Further, the two-class prediction module 33 can be used to adjust the channel value of the image to 2, the two-class prediction module can include a seventh convolution layer, and the number of filters in the seventh convolution layer is 2, so that the two-class prediction module The outputted first prediction map may be used to indicate a target area and a background area, where the target area is an area containing a preset target, and the background area is an area that does not contain a preset target.

Continuing to refer to Figure 1, after the detection network model is constructed, the terminal can input the sample image to the detection network model, and the detection network model can extract the initial feature map of the sample image, for example, the sample image can be down-sampled to extract the initial feature map . Wherein, each pixel of the initial feature map includes multiple channels. The initial feature map may include position information of the preset target in the sample image, and may also include semantic information of the preset target.

It should be noted that the downsampling multiple is determined by the structure of the module for extracting the initial feature map, and the downsampling multiple for the sample image is the same as the downsampling multiple for the image to be tested. For another example, the initial feature map can be extracted by using the feature extraction module 21 in FIG. 2 .

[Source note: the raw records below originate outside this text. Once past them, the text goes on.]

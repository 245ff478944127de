//! Cookie service: set and clear the HTTP-only auth cookies.
//!
//! Names are `accessToken` and `refreshToken`. Lifetimes follow the token
//! lifetimes so the browser drops a cookie when its token expires.

use attendify_core::auth::jwt::{ACCESS_TOKEN_EXPIRY_SECS, REFRESH_TOKEN_EXPIRY_SECS};
use axum_extra::extract::cookie::{Cookie, SameSite};
use time::Duration;

/// Cookie name for the access token.
pub const ACCESS_COOKIE: &str = "accessToken";
/// Cookie name for the refresh token.
pub const REFRESH_COOKIE: &str = "refreshToken";

/// Attributes shared by every auth cookie.
#[derive(Debug, Clone)]
pub struct CookieSettings {
    pub domain: String,
    /// Set in production.
    pub secure: bool,
}

/// HTTP-only cookie carrying the access token.
pub fn access_cookie(settings: &CookieSettings, token: &str) -> Cookie<'static> {
    build(
        settings,
        ACCESS_COOKIE,
        token,
        Duration::seconds(ACCESS_TOKEN_EXPIRY_SECS),
    )
}

/// HTTP-only cookie carrying the refresh token.
pub fn refresh_cookie(settings: &CookieSettings, token: &str) -> Cookie<'static> {
    build(
        settings,
        REFRESH_COOKIE,
        token,
        Duration::seconds(REFRESH_TOKEN_EXPIRY_SECS),
    )
}

/// Expired cookie that clears `name` in the browser.
pub fn clear_cookie(settings: &CookieSettings, name: &'static str) -> Cookie<'static> {
    build(settings, name, "", Duration::ZERO)
}

fn build(
    settings: &CookieSettings,
    name: &'static str,
    value: &str,
    max_age: Duration,
) -> Cookie<'static> {
    Cookie::build((name, value.to_string()))
        .http_only(true)
        .secure(settings.secure)
        .same_site(SameSite::Strict)
        .domain(settings.domain.clone())
        .path("/")
        .max_age(max_age)
        .build()
}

Further, before extracting the initial feature map of the sample image, data enhancement may also be performed on the sample image, and the data enhancement includes one or more of the following: adjusting the brightness and/or contrast of the sample image; The sample image is rotated by a preset angle to add noise to the sample image, but it is not limited thereto.

Further, the terminal can calculate the key point position, offset and preset target size of the preset target in the sample image according to the initial feature map of the sample image, so as to obtain the second prediction map of the sample image, and the second prediction map can be used as Indicates the bounding box of the preset object in the sample image.

Further, semantic information enhancement processing may be performed on the initial feature map to obtain the first prediction map of the sample image. For example, the initial feature map can be transmitted to the semantic information enhancement module 23 in FIG. 2 for semantic information enhancement processing.

In a non-limiting embodiment, the initial feature map is obtained by downsampling the sample image, and performing semantic information enhancement processing on the initial feature map may include: Step 1: The image is upsampled twice to obtain the first feature map; Step 2: Process the first feature map according to the channel attention mechanism to obtain the second feature map; Step 3: Use the second feature map as a new initial feature map; repeat steps 1 to 3 until the upsampling multiple is equal to the downsampling multiple; step 4: perform a first convolution operation on the initial feature map to obtain the first prediction Figure, wherein the number of channels of the first prediction map is 2.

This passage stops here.